Ken AshfordHealth Care1 Comment

An interesting idea: have all your medical information on the Internet — accessible by hospitals and doctors.

Google Health allows you to store and manage all of your health information in one central place. And it’s completely free. All you need to get started is a Google username and password.

Google believes that you own your medical records and should have easy access to them. The way we see it, it’s your information; why shouldn’t you control it?

  • Keep your doctors up-to-date
  • Stop filling out the same paperwork every time you see a new doctor
  • Avoid getting the same lab tests done over and over again because your doctor cannot get copies of your latest results
  • Don’t lose your medical records because of a move, change in jobs or health insurance

With Google Health, you manage your health information — not your health insurance plan or your employer. You can access your information anywhere, at any time.

I foresee some privacy/security issues, but Google seems to be aware of that.

Anyway, feel free to explore Google Health, now in beta.

UPDATE:  Some are skeptical

Here’s the problem: My health records are in a manila envelope, in a wall-sized file cabinet, somewhere on K and 21st Street (and we’re not even getting into the thick document stored in some basement in California). Paper is not interoperable with Google. Now, I could begin inputting my health records by hand, and because I’m a nerd, I might do that. But most won’t. So until the provider community decides to step up and commit to one (or even a couple) standard electronic health record platforms, G-Health won’t be much more than a curiosity.

But down the road, when electronic health records are either required by the government or demanded by the market, G-Health will be a fascinating system. For one thing, it’s completely portable and user-controlled. Aetna’s CEO is bragging about his superior system, but given that that system is controlled by Aetna and I’m not, it’s of little use to me. G-Health, by contrast, can be used by anyone, and thus has much more potential to become the standard than do proprietary systems.
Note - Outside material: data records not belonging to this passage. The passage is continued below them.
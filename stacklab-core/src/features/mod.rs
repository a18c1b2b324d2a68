//! Feature builder and the precomputed feature set.
//!
//! Raw features are computed causally over the full history, shifted forward
//! one row, and only then filled with neutral defaults. The feature row for
//! date t therefore reflects information available through t-1, and the fill
//! itself reveals nothing about data availability at t.

pub mod builder;
pub mod confidence;
pub mod zone;

pub use builder::FeatureBuilder;
pub use confidence::signal_confidence;
pub use zone::ValuationZone;

use chrono::NaiveDate;
use serde::{Deserialize, Serialize};

/// Neutral value for signed features.
pub const NEUTRAL_SIGNED: f64 = 0.0;
/// Neutral value for percentile-like features.
pub const NEUTRAL_PERCENTILE: f64 = 0.5;

/// Whether the valuation signal is available.
#[derive(Debug, Clone, Copy, PartialEq, Eq, Serialize, Deserialize)]
#[serde(rename_all = "snake_case")]
pub enum SignalMode {
    /// A valuation ratio has been observed: all three signals.
    Full,
    /// No valuation ratio observed (yet): price-only signal.
    PriceOnly,
}

/// Lagged, filled features for one date.
#[derive(Debug, Clone, Copy, PartialEq, Serialize, Deserialize)]
pub struct FeatureRow {
    pub price_vs_ma: f64,
    pub valuation_zscore: f64,
    pub valuation_gradient: f64,
    pub valuation_percentile: f64,
    pub valuation_acceleration: f64,
    pub valuation_zone: ValuationZone,
    pub valuation_volatility: f64,
    pub signal_confidence: f64,
}

impl FeatureRow {
    /// Placeholder row for dates whose features are unknown (future or missing).
    pub fn neutral() -> Self {
        Self::from_lagged(
            NEUTRAL_SIGNED,
            NEUTRAL_SIGNED,
            NEUTRAL_SIGNED,
            NEUTRAL_PERCENTILE,
            NEUTRAL_SIGNED,
            NEUTRAL_PERCENTILE,
        )
    }

    /// Assemble a row from already lagged and filled inputs, deriving zone and confidence.
    pub fn from_lagged(
        price_vs_ma: f64,
        valuation_zscore: f64,
        valuation_gradient: f64,
        valuation_percentile: f64,
        valuation_acceleration: f64,
        valuation_volatility: f64,
    ) -> Self {
        Self {
            price_vs_ma,
            valuation_zscore,
            valuation_gradient,
            valuation_percentile,
            valuation_acceleration,
            valuation_zone: ValuationZone::classify(valuation_zscore),
            valuation_volatility,
            signal_confidence: signal_confidence(
                valuation_zscore,
                valuation_percentile,
                price_vs_ma,
                valuation_gradient,
            ),
        }
    }
}

/// Feature rows for every date of the history, computed once per run.
#[derive(Debug, Clone, PartialEq, Serialize, Deserialize)]
pub struct FeatureSet {
    dates: Vec<NaiveDate>,
    rows: Vec<FeatureRow>,
    /// Date of the first record with a finite valuation ratio.
    valuation_since: Option<NaiveDate>,
}

impl FeatureSet {
    pub(crate) fn new(
        dates: Vec<NaiveDate>,
        rows: Vec<FeatureRow>,
        valuation_since: Option<NaiveDate>,
    ) -> Self {
        debug_assert_eq!(dates.len(), rows.len());
        Self {
            dates,
            rows,
            valuation_since,
        }
    }

    /// Mode of the history as a whole: price-only when it never carries a
    /// valuation ratio.
    pub fn mode(&self) -> SignalMode {
        match self.valuation_since {
            Some(_) => SignalMode::Full,
            None => SignalMode::PriceOnly,
        }
    }

    pub fn valuation_since(&self) -> Option<NaiveDate> {
        self.valuation_since
    }

    /// Mode in effect for the row dated `date`. Like every feature it only
    /// sees earlier records: full once a valuation ratio exists strictly
    /// before `date`.
    pub fn mode_on(&self, date: NaiveDate) -> SignalMode {
        match self.valuation_since {
            Some(first) if first < date => SignalMode::Full,
            _ => SignalMode::PriceOnly,
        }
    }

    pub fn len(&self) -> usize {
        self.rows.len()
    }

    pub fn is_empty(&self) -> bool {
        self.rows.is_empty()
    }

    pub fn rows(&self) -> &[FeatureRow] {
        &self.rows
    }

    /// Row for `date`, if the history has a record on that date.
    pub fn row_for(&self, date: NaiveDate) -> Option<&FeatureRow> {
        self.dates
            .binary_search(&date)
            .ok()
            .map(|i| &self.rows[i])
    }
}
There are, of course, questions of privacy. And those questions need to be balanced by the utility of actually having and analyzing good data that could improve care quality. If Google gets all this information, then squirrels it away, it’s robbed of its potential to improve care. But if they have some system for coding it anonymously in ways that researchers can nevertheless use, they risk bad press (here, incidentally, is the privacy policy). Which is why G-Health is probably a stopgap solution that will help individuals better control their records. The actual health system won’t move into the electronic age till the government sets standards and creates funding to help it do so.